BRIEF
Pull every line holding the string "tracing" from the records below.

⁂

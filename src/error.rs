//! Error types for the storage layer and the application boundary.

use thiserror::Error;

/// Errors raised by a single storage backend.
///
/// These never cross the [`crate::db::Storage`] policy boundary: the policy logs them and
/// degrades to the other backend.
#[derive(Debug, Error)]
pub enum StoreError {
    /// No connection target is configured, or the connection could not be opened.
    #[error("backend unavailable: {0}")]
    Unavailable(String),

    #[error("sqlite error: {0}")]
    Sqlite(#[from] rusqlite::Error),

    #[error("io error: {0}")]
    Io(#[from] std::io::Error),

    #[error("serialization error: {0}")]
    Json(#[from] serde_json::Error),
}

pub type StoreResult<T> = std::result::Result<T, StoreError>;

/// Errors surfaced to callers of admin operations.
#[derive(Debug, Error)]
pub enum AppError {
    /// The request was rejected before anything was touched.
    #[error("{0}")]
    Validation(String),

    /// A local write with no fallback failed (e.g. the memory file).
    #[error("failed to save {what}: {reason}")]
    Persistence { what: &'static str, reason: String },

    #[error("background task failed: {0}")]
    Task(#[from] tokio::task::JoinError),
}

impl AppError {
    pub fn validation(msg: impl Into<String>) -> Self {
        Self::Validation(msg.into())
    }
}
use tracing::info;

use crate::db::{Storage, GAME_SUBMISSION_LIMIT};
use crate::error::AppError;
use crate::models::GameSubmission;

/// Game type recorded for uploaded files.
pub const FILE_GAME_TYPE: &str = "truth_dare";

#[derive(Clone)]
pub struct GameService {
    storage: Storage,
}

impl GameService {
    pub fn new(storage: Storage) -> Self {
        Self { storage }
    }

    pub async fn submit_text(
        &self,
        game_type: Option<&str>,
        content: &str,
    ) -> Result<(), AppError> {
        let submission = GameSubmission::text(game_type.unwrap_or("unknown"), content);
        self.save(submission).await
    }

    /// Records an already stored upload by its path.
    pub async fn submit_file(&self, file_path: &str) -> Result<(), AppError> {
        if file_path.trim().is_empty() {
            return Err(AppError::validation("File path required"));
        }
        self.save(GameSubmission::file(FILE_GAME_TYPE, file_path)).await
    }

    /// Newest first, at most 100.
    pub async fn recent(&self) -> Result<Vec<GameSubmission>, AppError> {
        self.storage
            .run_blocking(|s| s.recent_game_submissions(GAME_SUBMISSION_LIMIT))
            .await
    }

    async fn save(&self, submission: GameSubmission) -> Result<(), AppError> {
        let game_type = submission.game_type.clone();
        self.storage
            .run_blocking(move |s| s.save_game_submission(&submission))
            .await?;
        info!("Game submission saved ({})", game_type);
        Ok(())
    }
}
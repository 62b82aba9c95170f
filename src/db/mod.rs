//! Dual-backend persistence.
//!
//! [`Storage`] writes every mutation to the relational backend (best-effort) and then to the
//! embedded store (always). Reads go to the relational backend first and fall back to the
//! embedded store when it is unreachable, errors, or has nothing. Results are never merged.

pub mod document;
pub mod schema;
pub mod sqlite;

use chrono::{DateTime, Utc};
use std::sync::Arc;
use tracing::{debug, error, info, warn};

use crate::error::{AppError, StoreError, StoreResult};
use crate::models::{format_timestamp, DiaryEntry, GameSubmission, MessageRecord, UserState};

pub use document::DocumentBackend;
pub use sqlite::SqliteBackend;

pub const GAME_SUBMISSION_LIMIT: usize = 100;

/// One storage backend. Both implementations hold the same five collections.
pub trait Backend: Send + Sync {
    fn name(&self) -> &'static str;

    /// Moves the backend to a new location. Backends with a fixed location ignore this.
    fn retarget(&self, _target: Option<&str>) {}

    /// Creates whatever tables or columns are missing.
    fn ensure_schema(&self) -> StoreResult<()> {
        Ok(())
    }

    fn get_user(&self, id: i64) -> StoreResult<Option<UserState>>;
    fn upsert_user(&self, user: &UserState) -> StoreResult<()>;
    fn list_users(&self) -> StoreResult<Vec<UserState>>;

    fn insert_message(&self, message: &MessageRecord) -> StoreResult<i64>;
    /// The last `limit` messages for a user (all when `None`), oldest first.
    fn recent_messages(
        &self,
        user_id: i64,
        limit: Option<usize>,
    ) -> StoreResult<Vec<MessageRecord>>;
    /// Deletes a user's messages, only those older than `before` when given.
    fn delete_messages(&self, user_id: i64, before: Option<&str>) -> StoreResult<usize>;

    fn get_config(&self, key: &str) -> StoreResult<Option<String>>;
    fn set_config(&self, key: &str, value: &str) -> StoreResult<()>;

    fn get_diary(&self, user_id: i64) -> StoreResult<Option<DiaryEntry>>;
    fn upsert_diary(&self, diary: &DiaryEntry) -> StoreResult<()>;
    fn delete_diary(&self, user_id: i64) -> StoreResult<usize>;

    fn insert_game_submission(&self, submission: &GameSubmission) -> StoreResult<i64>;
    /// Newest first.
    fn recent_game_submissions(&self, limit: usize) -> StoreResult<Vec<GameSubmission>>;

    /// Removes a user's messages, state row and diary.
    fn clear_user(&self, user_id: i64) -> StoreResult<usize>;
}

/// Whether a read result counts as a hit.
trait Found {
    fn found(&self) -> bool;
}

impl<T> Found for Option<T> {
    fn found(&self) -> bool {
        self.is_some()
    }
}

impl<T> Found for Vec<T> {
    fn found(&self) -> bool {
        !self.is_empty()
    }
}

#[derive(Clone)]
pub struct Storage {
    relational: Arc<dyn Backend>,
    embedded: Arc<dyn Backend>,
}

impl Storage {
    pub fn new(relational: Arc<dyn Backend>, embedded: Arc<dyn Backend>) -> Self {
        Self {
            relational,
            embedded,
        }
    }

    /// Runs storage work on the blocking pool.
    pub async fn run_blocking<F, T>(&self, f: F) -> Result<T, AppError>
    where
        F: FnOnce(&Storage) -> T + Send + 'static,
        T: Send + 'static,
    {
        let storage = self.clone();
        Ok(tokio::task::spawn_blocking(move || f(&storage)).await?)
    }

    fn log_relational_failure(&self, what: &str, e: &StoreError) {
        match e {
            StoreError::Unavailable(reason) => {
                debug!("Storage: {} skipped on {}: {}", what, self.relational.name(), reason)
            }
            _ => warn!("Storage: {} failed on {}: {}", what, self.relational.name(), e),
        }
    }

    fn read<T, F>(&self, what: &str, op: F) -> T
    where
        T: Found + Default,
        F: Fn(&dyn Backend) -> StoreResult<T>,
    {
        match op(self.relational.as_ref()) {
            Ok(value) if value.found() => return value,
            Ok(_) => debug!("Storage: {} empty on {}", what, self.relational.name()),
            Err(e) => self.log_relational_failure(what, &e),
        }

        match op(self.embedded.as_ref()) {
            Ok(value) => {
                if value.found() {
                    debug!("Storage: {} served from {}", what, self.embedded.name());
                }
                value
            }
            Err(e) => {
                error!("Storage: {} failed on {}: {}", what, self.embedded.name(), e);
                T::default()
            }
        }
    }

    /// Returns the relational result, if the relational write succeeded.
    fn write<T, F>(&self, what: &str, op: F) -> Option<T>
    where
        F: Fn(&dyn Backend) -> StoreResult<T>,
    {
        let primary = match op(self.relational.as_ref()) {
            Ok(value) => Some(value),
            Err(e) => {
                self.log_relational_failure(what, &e);
                None
            }
        };

        if let Err(e) = op(self.embedded.as_ref()) {
            error!("Storage: {} backup to {} failed: {}", what, self.embedded.name(), e);
        }
        primary
    }

    // --- Schema ---

    /// Points the relational backend somewhere else. Call [`Storage::bootstrap`] afterwards.
    pub fn retarget(&self, target: Option<&str>) {
        self.relational.retarget(target);
    }

    /// Ensures the relational schema and seeds it with the memory backup.
    ///
    /// Returns whether the relational backend is usable.
    pub fn bootstrap(&self, memory_backup_key: &str, memory_backup: &str) -> bool {
        if let Err(e) = self.relational.ensure_schema() {
            match e {
                StoreError::Unavailable(_) => {
                    warn!("No relational connection available ({}). Using embedded store only.", e)
                }
                _ => error!("Schema initialization failed: {}", e),
            }
            return false;
        }

        match self.relational.set_config(memory_backup_key, memory_backup) {
            Ok(()) => {
                info!("Memory synced to database on initialization");
                true
            }
            Err(e) => {
                error!("Failed to sync memory to database: {}", e);
                false
            }
        }
    }

    // --- Config ---

    pub fn get_config(&self, key: &str, default: &str) -> String {
        self.read("config read", |b| b.get_config(key))
            .unwrap_or_else(|| default.to_string())
    }

    pub fn set_config(&self, key: &str, value: &str) {
        self.write("config write", |b| b.set_config(key, value));
    }

    // --- Users ---

    /// The stored state, or a fresh default for an unknown user.
    pub fn get_user(&self, id: i64) -> UserState {
        self.read("user read", |b| b.get_user(id))
            .unwrap_or_else(|| UserState::new(id))
    }

    pub fn save_user(&self, user: &UserState) {
        self.write("user write", |b| b.upsert_user(user));
    }

    pub fn list_users(&self) -> Vec<UserState> {
        self.read("user list", |b| b.list_users())
    }

    // --- Messages ---

    pub fn save_message(&self, message: &MessageRecord) {
        if self.write("message write", |b| b.insert_message(message)).is_some() {
            info!("Message saved for user {}", message.user_id);
        }
    }

    /// Chronological history for a user, the last `limit` messages when given.
    pub fn get_messages(&self, user_id: i64, limit: Option<usize>) -> Vec<MessageRecord> {
        self.read("message read", |b| b.recent_messages(user_id, limit))
    }

    /// Deletes a user's messages older than `before` (all when `None`) from both backends.
    ///
    /// The count comes from the relational backend only; zero when it is unreachable.
    pub fn purge_messages(&self, user_id: i64, before: Option<DateTime<Utc>>) -> usize {
        let cutoff = before.map(format_timestamp);
        self.write("message purge", |b| b.delete_messages(user_id, cutoff.as_deref()))
            .unwrap_or(0)
    }

    // --- Diary ---

    pub fn get_diary(&self, user_id: i64) -> DiaryEntry {
        self.read("diary read", |b| b.get_diary(user_id))
            .unwrap_or_else(|| {
                info!("No diary found for user {}, returning default", user_id);
                DiaryEntry::empty(user_id)
            })
    }

    pub fn save_diary(&self, diary: &DiaryEntry) {
        self.write("diary write", |b| b.upsert_diary(diary));
    }

    pub fn delete_diary(&self, user_id: i64) {
        self.write("diary delete", |b| b.delete_diary(user_id));
    }

    // --- Game submissions ---

    pub fn save_game_submission(&self, submission: &GameSubmission) {
        self.write("game submission write", |b| b.insert_game_submission(submission));
    }

    pub fn recent_game_submissions(&self, limit: usize) -> Vec<GameSubmission> {
        self.read("game submission list", |b| b.recent_game_submissions(limit))
    }

    // --- Repair ---

    pub fn clear_user(&self, user_id: i64) -> usize {
        self.write("user clear", |b| b.clear_user(user_id))
            .unwrap_or(0)
    }
}
pub mod cascade;
pub mod client;
pub mod config;
pub mod gemini;

use async_trait::async_trait;
use std::sync::Arc;
use std::time::Duration;
use tracing::{error, info};

pub use cascade::ProviderCascade;
pub use client::OpenAiCompatibleProvider;
pub use config::{ProviderConfig, ProviderKind};
pub use gemini::GeminiProvider;

/// One chat backend the cascade can try.
#[async_trait]
pub trait Provider: Send + Sync {
    fn name(&self) -> &str;

    /// Sends the whole prompt as a single system message and returns the raw reply text.
    async fn complete(&self, system_prompt: &str) -> anyhow::Result<String>;

    /// Whether the provider can take calls right now.
    fn is_ready(&self) -> bool {
        true
    }
}

fn build_provider(config: &ProviderConfig, timeout: Duration) -> anyhow::Result<Arc<dyn Provider>> {
    Ok(match config.kind {
        ProviderKind::OpenaiCompatible => Arc::new(OpenAiCompatibleProvider::new(config, timeout)?),
        ProviderKind::Gemini => Arc::new(GeminiProvider::new(config, timeout)?),
    })
}

/// Builds the configured providers in order. Providers without credentials, or whose client
/// fails to build, are left out.
pub fn build_providers(configs: &[ProviderConfig], timeout: Duration) -> Vec<Arc<dyn Provider>> {
    let mut providers = Vec::new();
    for config in configs {
        if !config.has_credentials() {
            info!("Provider {}: no credentials, skipping", config.name);
            continue;
        }
        match build_provider(config, timeout) {
            Ok(provider) => {
                info!("Provider {} ready ({})", config.name, config.model);
                providers.push(provider);
            }
            Err(e) => error!("{} client init error: {}", config.name, e),
        }
    }
    providers
}

#[cfg(test)]
mod tests {
    use super::*;

    #[test]
    fn test_build_providers_skips_missing_credentials() {
        let configs = vec![
            ProviderConfig::groq(None),
            ProviderConfig::gemini(Some("g".to_string()), None),
            ProviderConfig::openai(Some("  ".to_string())),
        ];
        let providers = build_providers(&configs, Duration::from_secs(5));
        let names: Vec<_> = providers.iter().map(|p| p.name().to_string()).collect();
        assert_eq!(names, vec!["gemini"]);
    }
}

⁂

SOLUTION
use tracing::info;
use tracing::{debug, error, info, warn};
use tracing::{error, info};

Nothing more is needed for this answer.